Distrobox updates automatically on Bluefin and Bazzite.
In this case we disagree with Fedora, Atomic Fedora should not have Firefox in image. It does not matter to us what they do, we explicitly remove it.
If you like the way Fedora builds their Firefox RPM, that’s all the more reason for you to use a fedora distrobox.
I shutdown my laptop every day and update every day. That is fine for me.
Irrelevant. Not everybody does. Some people pin an old image due to a bug and sit on a far older image. If you had it your way, they’d be using a week or month old build of Firefox – that’s unacceptable.
Removing Firefox prevents people from reinstalling it
Good. I can promise you if that gets fixed and I have a way to continue to prevent it, I will.
Flatpak Firefox does not have the ability to create user namespaces for tab process isolation. This is due to all Flatpaks using the same badness-enumerating seccomp filter, there is no additional hardening possible and they still block userns creation.
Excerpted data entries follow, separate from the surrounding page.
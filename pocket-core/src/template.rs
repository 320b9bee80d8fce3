//! Item output templates.
//!
//! A template is plain text with `{field}` placeholders, optionally padded
//! with `{field:width}` (right-aligned). `{{` and `}}` produce literal braces.
//!
//! ```
//! use pocket_core::template::ItemTemplate;
//!
//! let template = ItemTemplate::parse("{item_id} {title}").unwrap();
//! assert_eq!(template.placeholders(), 2);
//! ```

use std::fmt::Write;
use std::str::FromStr;
use thiserror::Error;

use crate::items::Item;

/// Layout used by `list` when no format is given.
pub const DEFAULT_TEMPLATE: &str = "[{item_id:9}] {title} <{url}>";

/// Error type for template parsing.
#[derive(Debug, Error, PartialEq, Eq)]
pub enum TemplateError {
    /// A placeholder names a field items don't have.
    #[error("unknown field '{name}'")]
    UnknownField { name: String },

    /// A `{` without a matching `}`.
    #[error("unclosed placeholder at offset {offset}")]
    Unclosed { offset: usize },

    /// A `}` without a preceding `{`.
    #[error("unmatched '}}' at offset {offset}")]
    Unmatched { offset: usize },

    /// The width after `:` is not a number.
    #[error("invalid width '{width}' for field '{name}'")]
    InvalidWidth { name: String, width: String },
}

/// Item fields available to templates.
#[derive(Debug, Clone, Copy, PartialEq, Eq)]
pub enum Field {
    ItemId,
    Title,
    Url,
    SortId,
    TimeAdded,
    Excerpt,
}

impl FromStr for Field {
    type Err = TemplateError;

    fn from_str(s: &str) -> Result<Self, Self::Err> {
        match s {
            "item_id" => Ok(Self::ItemId),
            "title" => Ok(Self::Title),
            "url" => Ok(Self::Url),
            "sort_id" => Ok(Self::SortId),
            "time_added" => Ok(Self::TimeAdded),
            "excerpt" => Ok(Self::Excerpt),
            _ => Err(TemplateError::UnknownField {
                name: s.to_string(),
            }),
        }
    }
}

impl Field {
    fn value(self, item: &Item) -> String {
        match self {
            Self::ItemId => item.item_id.to_string(),
            Self::Title => item.title().to_string(),
            Self::Url => item.url().to_string(),
            Self::SortId => item.sort_id.to_string(),
            Self::TimeAdded => item
                .added_at()
                .map(|t| t.to_rfc3339())
                .unwrap_or_default(),
            Self::Excerpt => item.excerpt.clone(),
        }
    }
}

#[derive(Debug, Clone, PartialEq, Eq)]
enum Segment {
    Literal(String),
    Placeholder { field: Field, width: usize },
}

/// A compiled item template.
#[derive(Debug, Clone, PartialEq, Eq)]
pub struct ItemTemplate {
    segments: Vec<Segment>,
}

impl Default for ItemTemplate {
    fn default() -> Self {
        // The built-in layout is known to parse
        Self::parse(DEFAULT_TEMPLATE).unwrap_or(Self {
            segments: Vec::new(),
        })
    }
}

impl ItemTemplate {
    /// Compile a template.
    pub fn parse(source: &str) -> Result<Self, TemplateError> {
        let mut segments = Vec::new();
        let mut literal = String::new();
        let mut chars = source.char_indices().peekable();

        while let Some((offset, c)) = chars.next() {
            match c {
                '{' if matches!(chars.peek(), Some((_, '{'))) => {
                    chars.next();
                    literal.push('{');
                }
                '}' if matches!(chars.peek(), Some((_, '}'))) => {
                    chars.next();
                    literal.push('}');
                }
                '{' => {
                    let mut inner = String::new();
                    loop {
                        match chars.next() {
                            Some((_, '}')) => break,
                            Some((_, ch)) => inner.push(ch),
                            None => return Err(TemplateError::Unclosed { offset }),
                        }
                    }

                    if !literal.is_empty() {
                        segments.push(Segment::Literal(std::mem::take(&mut literal)));
                    }
                    segments.push(parse_placeholder(inner.trim())?);
                }
                '}' => return Err(TemplateError::Unmatched { offset }),
                _ => literal.push(c),
            }
        }

        if !literal.is_empty() {
            segments.push(Segment::Literal(literal));
        }

        Ok(Self { segments })
    }

    /// Number of placeholders in the template.
    pub fn placeholders(&self) -> usize {
        self.segments
            .iter()
            .filter(|s| matches!(s, Segment::Placeholder { .. }))
            .count()
    }

    /// Render one item.
    pub fn render(&self, item: &Item) -> String {
        let mut out = String::new();
        for segment in &self.segments {
            match segment {
                Segment::Literal(text) => out.push_str(text),
                Segment::Placeholder { field, width } => {
                    let _ = write!(out, "{:>width$}", field.value(item), width = *width);
                }
            }
        }
        out
    }
}

fn parse_placeholder(inner: &str) -> Result<Segment, TemplateError> {
    let (name, width) = match inner.split_once(':') {
        Some((name, width)) => {
            let parsed = width
                .trim()
                .parse::<usize>()
                .map_err(|_| TemplateError::InvalidWidth {
                    name: name.to_string(),
                    width: width.to_string(),
                })?;
            (name.trim(), parsed)
        }
        None => (inner, 0),
    };

    Ok(Segment::Placeholder {
        field: name.parse()?,
        width,
    })
}
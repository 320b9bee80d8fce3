//! Pocket CLI
//!
//! Command-line client for Pocket.
//!
//! # Usage
//!
//! ```bash
//! # List the ten oldest unread items
//! pocket list
//!
//! # Save a URL
//! pocket add https://example.com/article --title "An article" --tags rust,cli
//!
//! # Archive an item
//! pocket archive 229279689
//! ```
//!
//! The first run asks for a consumer key and prints an authorization URL.
//! Both are cached in the configuration directory for later runs.

use anyhow::{Context, Result};
use clap::{Parser, Subcommand};
use pocket_core::{
    AuthFlow, ConsumerKey, CredentialSource, CredentialStore, ItemClient, PocketAuthClient,
    PocketConfig,
};
use std::future::Future;
use std::path::PathBuf;
use tracing::{debug, warn};
use tracing_subscriber::{EnvFilter, fmt};

mod commands;

use commands::CommandContext;

#[derive(Parser)]
#[command(name = "pocket")]
#[command(about = "A Pocket command line client")]
#[command(version)]
struct Cli {
    /// Enable verbose output
    #[arg(short, long, global = true)]
    verbose: bool,

    /// Configuration directory (defaults to the platform config dir)
    #[arg(long, global = true, env = "POCKET_CONFIG_DIR")]
    config_dir: Option<PathBuf>,

    #[command(subcommand)]
    command: Commands,
}

#[derive(Subcommand)]
enum Commands {
    /// Show items
    #[command(visible_alias = "l")]
    List {
        /// Output template, e.g. "{item_id} {title}"
        #[arg(short, long)]
        format: Option<String>,

        /// Filter items by domain
        #[arg(short, long)]
        domain: Option<String>,

        /// Search query
        #[arg(short, long)]
        search: Option<String>,

        /// Number of items to return
        #[arg(short, long, default_value_t = pocket_core::items::DEFAULT_COUNT)]
        count: u32,

        /// Filter items by tag
        #[arg(short, long)]
        tag: Option<String>,
    },

    /// Add item
    #[command(visible_alias = "a")]
    Add {
        /// URL to save
        url: String,

        /// A manually specified title for the article
        #[arg(short, long)]
        title: Option<String>,

        /// A comma-separated list of tags
        #[arg(long)]
        tags: Option<String>,
    },

    /// Archive item
    Archive {
        /// Numeric item id
        item_id: String,
    },

    /// Authorize this client and show the authorized user
    Login,
}

/// Exit status after Ctrl-C, as a shell reports SIGINT.
const INTERRUPTED_EXIT_CODE: i32 = 130;

#[tokio::main]
async fn main() -> Result<()> {
    let cli = Cli::parse();

    let config = PocketConfig::load(cli.config_dir.as_deref())
        .context("Failed to load configuration")?;
    init_logging(&config, cli.verbose);
    debug!("Using configuration directory {:?}", config.config_dir);

    // Blocking stdin read; stays outside the Ctrl-C race so SIGINT still ends it.
    let store = CredentialStore::new(&config);
    let consumer_key = store
        .load_consumer_key_interactive()
        .context("Failed to obtain a consumer key")?;

    match until_interrupted(run(cli.command, &config, store, consumer_key), interrupt()).await {
        Some(result) => result,
        None => {
            eprintln!("Interrupted");
            std::process::exit(INTERRUPTED_EXIT_CODE);
        }
    }
}

async fn run(
    command: Commands,
    config: &PocketConfig,
    store: CredentialStore,
    consumer_key: ConsumerKey,
) -> Result<()> {
    let ctx = authenticate(config, store, consumer_key).await?;

    if announces_authorization(&command, ctx.source) {
        eprintln!("Authorized as {}", ctx.client.username());
    }

    match command {
        Commands::List { format, domain, search, count, tag } => {
            let options = pocket_core::RetrieveOptions {
                count: Some(count),
                domain,
                search,
                tag,
            };
            commands::list(&ctx, options, format.as_deref(), &mut std::io::stdout()).await
        }
        Commands::Add { url, title, tags } => {
            commands::add(&ctx, url, title, tags).await
        }
        Commands::Archive { item_id } => {
            commands::archive(&ctx, &item_id, &mut std::io::stdout()).await
        }
        Commands::Login => commands::login(&ctx, &mut std::io::stdout()),
    }
}

/// A fresh authorization is noted on stderr, except for `login`, which
/// reports the user itself.
fn announces_authorization(command: &Commands, source: CredentialSource) -> bool {
    source == CredentialSource::Authorized && !matches!(command, Commands::Login)
}

/// Resolves on Ctrl-C. Never resolves if the handler cannot be installed.
async fn interrupt() {
    if let Err(e) = tokio::signal::ctrl_c().await {
        warn!("Failed to listen for Ctrl-C: {}", e);
        std::future::pending::<()>().await;
    }
}

/// Run `work` unless `interrupted` resolves first, in which case `work` is
/// dropped and `None` is returned.
async fn until_interrupted<T>(
    work: impl Future<Output = T>,
    interrupted: impl Future<Output = ()>,
) -> Option<T> {
    tokio::select! {
        output = work => Some(output),
        () = interrupted => None,
    }
}

fn init_logging(config: &PocketConfig, verbose: bool) {
    let filter = if verbose {
        EnvFilter::new("debug")
    } else {
        EnvFilter::try_from_default_env().unwrap_or_else(|_| EnvFilter::new(&config.log_level))
    };

    fmt()
        .with_env_filter(filter)
        .with_target(false)
        .with_writer(std::io::stderr)
        .init();
}

/// Obtain a credential and build the authenticated context every command needs.
async fn authenticate(
    config: &PocketConfig,
    store: CredentialStore,
    consumer_key: ConsumerKey,
) -> Result<CommandContext> {
    let api = PocketAuthClient::new(&config.api_base_url)
        .context("Invalid API base URL")?;
    let flow = AuthFlow::new(config, store, api);

    let outcome = flow
        .acquire(&consumer_key)
        .await
        .context("Failed to authorize with Pocket")?;

    if let Some(e) = &outcome.persist_warning {
        warn!("Authorization not saved: {}", e);
        eprintln!(
            "Warning: could not save the authorization ({}); you will need to authorize again next time.",
            e
        );
    }

    let client = ItemClient::new(&config.api_base_url, consumer_key, outcome.authorization)
        .context("Invalid API base URL")?;

    Ok(CommandContext {
        client,
        source: outcome.source,
    })
}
This is an issue for Mozilla. They are happy enough with the state of the Flatpak to not only verify it, but list it on their website. Unless you’ve got a CVE for the Flatpak version of Firefox I don’t see any point in even engaging with this argument.
Distrobox updates automatically
True, forgot that you use topgrade
Atomic Fedora should not have Firefox in image
There are many relevant issues and it is not a clear choice.
Irrelevant. Not everybody does.
Yeah and nobody knows about user namespaces or seccomp filters. This is about at least 2 user groups and one is not necessarily more important than another.
It is again not a clear choice.
a way to continue to prevent it, I will.
* in your opinionated images, I hope.
You start to sound like a GrapheneOS dev. It makes no sense to prevent users from reinstalling removed packages.
Which btw also include the Fedora Flathub repository.
Which btw also include the Fedora Flathub repository.
We no longer touch the repos as Fedora is now in agreement with using Flathub.
You start to sound like a GrapheneOS dev. It makes no sense to prevent users from reinstalling removed packages.
It’s for user security. I have no interest in debating this decision, my reasons are outlined.